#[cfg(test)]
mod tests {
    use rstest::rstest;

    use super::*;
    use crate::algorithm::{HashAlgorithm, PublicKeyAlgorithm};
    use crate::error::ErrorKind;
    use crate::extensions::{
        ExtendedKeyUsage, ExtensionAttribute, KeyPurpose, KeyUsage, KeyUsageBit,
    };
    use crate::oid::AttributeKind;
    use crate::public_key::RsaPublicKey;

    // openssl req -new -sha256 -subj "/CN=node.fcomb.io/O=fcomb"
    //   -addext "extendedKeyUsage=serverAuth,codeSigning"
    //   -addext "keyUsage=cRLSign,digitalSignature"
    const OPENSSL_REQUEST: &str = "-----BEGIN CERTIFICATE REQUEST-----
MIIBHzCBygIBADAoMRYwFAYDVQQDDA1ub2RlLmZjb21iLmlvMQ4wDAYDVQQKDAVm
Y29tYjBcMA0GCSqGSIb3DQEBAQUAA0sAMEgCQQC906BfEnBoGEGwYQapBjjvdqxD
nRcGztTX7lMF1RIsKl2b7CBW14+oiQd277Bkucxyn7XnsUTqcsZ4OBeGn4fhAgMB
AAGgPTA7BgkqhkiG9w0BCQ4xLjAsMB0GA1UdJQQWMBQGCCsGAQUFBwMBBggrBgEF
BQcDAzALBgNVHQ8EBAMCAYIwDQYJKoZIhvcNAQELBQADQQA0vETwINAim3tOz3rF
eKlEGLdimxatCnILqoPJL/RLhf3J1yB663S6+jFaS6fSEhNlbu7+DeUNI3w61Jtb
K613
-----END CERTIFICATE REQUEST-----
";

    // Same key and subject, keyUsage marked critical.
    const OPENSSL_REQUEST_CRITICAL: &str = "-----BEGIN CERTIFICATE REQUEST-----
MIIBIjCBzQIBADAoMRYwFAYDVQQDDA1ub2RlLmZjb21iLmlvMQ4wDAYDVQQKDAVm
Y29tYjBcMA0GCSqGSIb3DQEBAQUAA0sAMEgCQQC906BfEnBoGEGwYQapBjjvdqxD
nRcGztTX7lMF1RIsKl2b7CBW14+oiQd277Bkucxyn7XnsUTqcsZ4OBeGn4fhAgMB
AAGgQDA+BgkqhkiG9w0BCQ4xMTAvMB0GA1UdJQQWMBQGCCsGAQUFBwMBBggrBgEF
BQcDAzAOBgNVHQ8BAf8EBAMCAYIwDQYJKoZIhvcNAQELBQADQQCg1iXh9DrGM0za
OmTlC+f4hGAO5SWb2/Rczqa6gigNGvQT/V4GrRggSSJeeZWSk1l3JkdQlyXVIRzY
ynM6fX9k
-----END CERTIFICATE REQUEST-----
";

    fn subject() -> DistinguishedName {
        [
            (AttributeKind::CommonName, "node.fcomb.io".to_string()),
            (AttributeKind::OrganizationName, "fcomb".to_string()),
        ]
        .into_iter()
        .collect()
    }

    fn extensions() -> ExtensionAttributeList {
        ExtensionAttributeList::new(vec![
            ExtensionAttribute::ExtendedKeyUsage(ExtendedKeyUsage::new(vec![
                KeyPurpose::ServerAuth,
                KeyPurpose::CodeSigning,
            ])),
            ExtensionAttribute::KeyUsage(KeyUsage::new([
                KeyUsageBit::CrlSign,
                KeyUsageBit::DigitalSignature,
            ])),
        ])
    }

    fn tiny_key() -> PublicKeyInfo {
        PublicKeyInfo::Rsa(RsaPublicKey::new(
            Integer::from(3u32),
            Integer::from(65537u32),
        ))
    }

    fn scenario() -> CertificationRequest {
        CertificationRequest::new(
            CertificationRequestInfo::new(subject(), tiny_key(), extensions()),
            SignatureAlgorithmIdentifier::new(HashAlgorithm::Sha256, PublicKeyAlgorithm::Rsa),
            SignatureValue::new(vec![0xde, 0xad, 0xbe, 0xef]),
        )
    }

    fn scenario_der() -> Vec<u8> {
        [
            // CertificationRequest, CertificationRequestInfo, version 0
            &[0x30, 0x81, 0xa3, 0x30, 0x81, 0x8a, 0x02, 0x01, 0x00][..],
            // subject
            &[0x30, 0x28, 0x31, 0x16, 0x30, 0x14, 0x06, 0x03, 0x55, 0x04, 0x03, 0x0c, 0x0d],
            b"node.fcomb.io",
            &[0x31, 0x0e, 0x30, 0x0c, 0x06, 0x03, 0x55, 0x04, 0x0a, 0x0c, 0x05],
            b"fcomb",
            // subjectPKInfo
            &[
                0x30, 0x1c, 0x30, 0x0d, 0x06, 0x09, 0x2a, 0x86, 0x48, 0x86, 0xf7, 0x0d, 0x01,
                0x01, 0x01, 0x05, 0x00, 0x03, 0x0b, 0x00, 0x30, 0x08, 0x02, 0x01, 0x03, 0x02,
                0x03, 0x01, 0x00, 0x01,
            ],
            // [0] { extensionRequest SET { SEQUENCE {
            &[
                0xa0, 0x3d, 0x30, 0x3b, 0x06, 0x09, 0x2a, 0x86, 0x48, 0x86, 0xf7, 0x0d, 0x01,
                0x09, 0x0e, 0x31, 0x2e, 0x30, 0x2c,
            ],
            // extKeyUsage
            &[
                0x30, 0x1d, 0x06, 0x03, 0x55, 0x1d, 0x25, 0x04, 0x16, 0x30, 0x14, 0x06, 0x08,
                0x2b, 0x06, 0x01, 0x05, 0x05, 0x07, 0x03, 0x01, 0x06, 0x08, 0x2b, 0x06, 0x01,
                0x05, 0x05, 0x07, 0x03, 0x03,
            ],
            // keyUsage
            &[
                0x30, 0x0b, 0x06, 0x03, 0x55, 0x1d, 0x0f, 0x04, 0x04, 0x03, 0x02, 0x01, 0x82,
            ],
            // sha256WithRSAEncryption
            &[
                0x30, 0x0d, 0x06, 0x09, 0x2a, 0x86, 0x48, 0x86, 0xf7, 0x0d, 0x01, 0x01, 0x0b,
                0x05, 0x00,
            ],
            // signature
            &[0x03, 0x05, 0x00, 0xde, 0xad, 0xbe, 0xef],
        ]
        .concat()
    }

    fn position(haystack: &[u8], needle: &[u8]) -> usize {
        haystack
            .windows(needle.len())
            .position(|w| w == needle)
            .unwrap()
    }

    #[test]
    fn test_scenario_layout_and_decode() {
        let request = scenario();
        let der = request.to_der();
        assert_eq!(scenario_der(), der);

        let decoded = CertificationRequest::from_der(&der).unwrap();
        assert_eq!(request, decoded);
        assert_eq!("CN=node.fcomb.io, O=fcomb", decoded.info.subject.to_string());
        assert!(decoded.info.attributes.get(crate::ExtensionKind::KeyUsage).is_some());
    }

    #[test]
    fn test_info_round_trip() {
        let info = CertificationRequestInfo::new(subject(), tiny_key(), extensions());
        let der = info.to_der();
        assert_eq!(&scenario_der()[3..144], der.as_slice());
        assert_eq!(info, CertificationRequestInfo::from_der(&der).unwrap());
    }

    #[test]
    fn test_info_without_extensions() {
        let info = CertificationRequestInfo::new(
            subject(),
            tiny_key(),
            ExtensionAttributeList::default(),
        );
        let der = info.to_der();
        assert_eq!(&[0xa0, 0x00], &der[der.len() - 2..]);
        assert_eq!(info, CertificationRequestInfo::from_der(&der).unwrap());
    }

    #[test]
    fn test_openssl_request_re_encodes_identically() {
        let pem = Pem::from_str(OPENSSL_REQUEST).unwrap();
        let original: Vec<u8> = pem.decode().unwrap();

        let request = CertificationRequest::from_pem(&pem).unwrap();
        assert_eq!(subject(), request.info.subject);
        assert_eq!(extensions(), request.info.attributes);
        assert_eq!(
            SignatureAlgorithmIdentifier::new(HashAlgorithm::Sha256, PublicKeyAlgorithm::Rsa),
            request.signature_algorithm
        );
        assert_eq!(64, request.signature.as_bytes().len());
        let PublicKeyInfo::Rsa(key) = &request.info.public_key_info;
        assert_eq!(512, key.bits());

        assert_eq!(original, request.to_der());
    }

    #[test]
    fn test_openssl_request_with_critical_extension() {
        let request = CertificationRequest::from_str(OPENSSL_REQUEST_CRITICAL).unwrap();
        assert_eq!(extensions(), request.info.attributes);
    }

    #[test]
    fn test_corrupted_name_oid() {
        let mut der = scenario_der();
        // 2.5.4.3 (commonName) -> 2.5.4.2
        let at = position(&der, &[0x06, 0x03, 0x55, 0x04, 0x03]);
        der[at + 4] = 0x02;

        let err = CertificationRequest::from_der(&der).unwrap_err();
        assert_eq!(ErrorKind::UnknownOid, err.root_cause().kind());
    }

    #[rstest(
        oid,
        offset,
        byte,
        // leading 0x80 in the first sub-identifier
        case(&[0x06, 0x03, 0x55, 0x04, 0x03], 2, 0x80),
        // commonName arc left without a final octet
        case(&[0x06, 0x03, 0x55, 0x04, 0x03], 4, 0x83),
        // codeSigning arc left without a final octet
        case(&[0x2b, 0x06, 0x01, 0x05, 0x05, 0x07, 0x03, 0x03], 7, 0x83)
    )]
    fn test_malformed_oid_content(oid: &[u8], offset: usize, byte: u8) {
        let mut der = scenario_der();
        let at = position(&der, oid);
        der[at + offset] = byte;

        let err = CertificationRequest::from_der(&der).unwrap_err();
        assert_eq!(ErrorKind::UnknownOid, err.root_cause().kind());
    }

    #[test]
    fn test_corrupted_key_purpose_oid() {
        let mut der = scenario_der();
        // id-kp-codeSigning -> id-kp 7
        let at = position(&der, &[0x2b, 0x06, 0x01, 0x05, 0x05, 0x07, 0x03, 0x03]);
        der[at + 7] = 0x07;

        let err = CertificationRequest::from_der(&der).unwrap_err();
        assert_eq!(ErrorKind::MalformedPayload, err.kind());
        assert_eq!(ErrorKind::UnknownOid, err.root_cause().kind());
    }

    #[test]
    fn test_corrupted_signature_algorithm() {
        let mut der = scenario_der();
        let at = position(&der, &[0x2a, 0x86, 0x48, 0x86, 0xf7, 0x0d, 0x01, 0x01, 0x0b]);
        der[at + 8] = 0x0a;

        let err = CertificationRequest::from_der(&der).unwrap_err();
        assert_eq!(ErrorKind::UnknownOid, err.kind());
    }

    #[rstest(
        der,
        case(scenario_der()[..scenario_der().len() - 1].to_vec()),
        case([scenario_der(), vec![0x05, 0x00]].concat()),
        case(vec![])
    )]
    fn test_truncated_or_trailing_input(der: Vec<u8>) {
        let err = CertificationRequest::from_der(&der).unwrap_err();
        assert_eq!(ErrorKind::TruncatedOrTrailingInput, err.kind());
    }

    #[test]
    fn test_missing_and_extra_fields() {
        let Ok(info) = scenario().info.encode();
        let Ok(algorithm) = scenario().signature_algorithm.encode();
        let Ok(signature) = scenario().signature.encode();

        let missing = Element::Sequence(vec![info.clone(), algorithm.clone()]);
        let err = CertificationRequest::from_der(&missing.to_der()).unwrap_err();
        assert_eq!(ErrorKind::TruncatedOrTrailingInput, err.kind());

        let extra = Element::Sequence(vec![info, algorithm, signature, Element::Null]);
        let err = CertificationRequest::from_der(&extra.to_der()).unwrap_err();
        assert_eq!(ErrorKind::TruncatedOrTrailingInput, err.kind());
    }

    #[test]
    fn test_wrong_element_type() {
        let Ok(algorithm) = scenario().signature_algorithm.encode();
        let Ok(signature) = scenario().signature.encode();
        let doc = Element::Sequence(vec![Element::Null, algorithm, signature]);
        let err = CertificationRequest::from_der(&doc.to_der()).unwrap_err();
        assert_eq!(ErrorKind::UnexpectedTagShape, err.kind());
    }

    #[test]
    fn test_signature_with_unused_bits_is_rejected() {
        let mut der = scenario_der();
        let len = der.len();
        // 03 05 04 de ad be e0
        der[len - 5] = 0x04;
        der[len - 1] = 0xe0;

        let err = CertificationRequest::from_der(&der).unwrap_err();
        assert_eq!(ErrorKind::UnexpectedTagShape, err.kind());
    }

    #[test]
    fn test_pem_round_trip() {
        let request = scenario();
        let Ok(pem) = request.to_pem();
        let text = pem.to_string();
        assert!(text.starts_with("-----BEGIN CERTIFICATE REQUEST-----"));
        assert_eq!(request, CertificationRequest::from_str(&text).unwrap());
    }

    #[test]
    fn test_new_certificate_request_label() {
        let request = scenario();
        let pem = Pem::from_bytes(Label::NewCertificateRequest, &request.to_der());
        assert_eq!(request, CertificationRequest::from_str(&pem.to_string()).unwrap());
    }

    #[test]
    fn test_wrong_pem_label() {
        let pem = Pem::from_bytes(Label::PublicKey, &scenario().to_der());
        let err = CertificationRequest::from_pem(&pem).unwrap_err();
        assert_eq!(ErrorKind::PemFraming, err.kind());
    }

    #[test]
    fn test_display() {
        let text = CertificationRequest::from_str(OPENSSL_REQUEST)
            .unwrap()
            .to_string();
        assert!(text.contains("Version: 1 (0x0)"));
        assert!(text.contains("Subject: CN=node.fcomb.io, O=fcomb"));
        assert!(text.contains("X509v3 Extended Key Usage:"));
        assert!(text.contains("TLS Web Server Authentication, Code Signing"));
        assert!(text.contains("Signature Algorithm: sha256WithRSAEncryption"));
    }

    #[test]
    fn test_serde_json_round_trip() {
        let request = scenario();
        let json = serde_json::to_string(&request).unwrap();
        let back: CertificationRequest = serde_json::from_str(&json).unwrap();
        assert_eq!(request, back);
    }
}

==

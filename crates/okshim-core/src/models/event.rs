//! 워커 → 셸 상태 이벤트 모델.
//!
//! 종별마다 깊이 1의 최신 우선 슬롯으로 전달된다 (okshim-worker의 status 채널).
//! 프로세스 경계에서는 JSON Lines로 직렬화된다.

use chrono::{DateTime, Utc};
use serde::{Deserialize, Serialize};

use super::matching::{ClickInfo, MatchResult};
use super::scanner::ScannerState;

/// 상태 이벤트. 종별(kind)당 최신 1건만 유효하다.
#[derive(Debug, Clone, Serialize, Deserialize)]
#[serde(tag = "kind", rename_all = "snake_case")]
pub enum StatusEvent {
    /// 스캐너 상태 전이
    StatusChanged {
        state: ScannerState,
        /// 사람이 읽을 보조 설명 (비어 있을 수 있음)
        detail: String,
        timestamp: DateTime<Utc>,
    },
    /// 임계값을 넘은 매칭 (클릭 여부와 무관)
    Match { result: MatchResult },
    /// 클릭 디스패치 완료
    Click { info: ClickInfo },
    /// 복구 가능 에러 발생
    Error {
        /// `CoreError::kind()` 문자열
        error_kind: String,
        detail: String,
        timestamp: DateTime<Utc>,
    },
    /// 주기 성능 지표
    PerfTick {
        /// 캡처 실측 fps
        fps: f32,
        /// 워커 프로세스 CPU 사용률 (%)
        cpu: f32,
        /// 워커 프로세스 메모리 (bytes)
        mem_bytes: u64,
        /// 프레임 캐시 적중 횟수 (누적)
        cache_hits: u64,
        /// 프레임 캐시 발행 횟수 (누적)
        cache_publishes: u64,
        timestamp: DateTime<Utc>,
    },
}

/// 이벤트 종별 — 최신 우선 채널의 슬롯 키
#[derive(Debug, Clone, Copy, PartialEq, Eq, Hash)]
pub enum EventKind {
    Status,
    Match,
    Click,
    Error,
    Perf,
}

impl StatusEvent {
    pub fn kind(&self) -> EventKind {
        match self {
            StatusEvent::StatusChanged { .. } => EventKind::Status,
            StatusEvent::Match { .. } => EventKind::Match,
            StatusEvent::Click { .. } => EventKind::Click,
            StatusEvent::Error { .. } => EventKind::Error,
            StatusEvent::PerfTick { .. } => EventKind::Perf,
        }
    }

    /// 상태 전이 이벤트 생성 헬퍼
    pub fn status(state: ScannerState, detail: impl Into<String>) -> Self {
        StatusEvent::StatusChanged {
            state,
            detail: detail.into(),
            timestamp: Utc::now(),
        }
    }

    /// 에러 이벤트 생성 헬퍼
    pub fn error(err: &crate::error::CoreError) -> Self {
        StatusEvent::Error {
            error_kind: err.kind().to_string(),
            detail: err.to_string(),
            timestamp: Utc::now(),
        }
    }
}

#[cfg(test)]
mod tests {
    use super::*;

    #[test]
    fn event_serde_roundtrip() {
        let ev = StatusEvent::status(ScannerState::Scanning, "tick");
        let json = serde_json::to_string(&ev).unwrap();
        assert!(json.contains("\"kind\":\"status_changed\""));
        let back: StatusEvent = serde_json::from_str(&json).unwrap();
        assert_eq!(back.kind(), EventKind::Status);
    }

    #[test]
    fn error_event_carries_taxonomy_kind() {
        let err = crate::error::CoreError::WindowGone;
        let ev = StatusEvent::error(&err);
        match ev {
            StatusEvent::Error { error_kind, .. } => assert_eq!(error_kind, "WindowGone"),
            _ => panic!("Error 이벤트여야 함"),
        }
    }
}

__Exercise aim__:
When the word "ClickInfo" occurs in a line above, list that line.

__Task solution__:
use super::matching::{ClickInfo, MatchResult};
    Click { info: ClickInfo },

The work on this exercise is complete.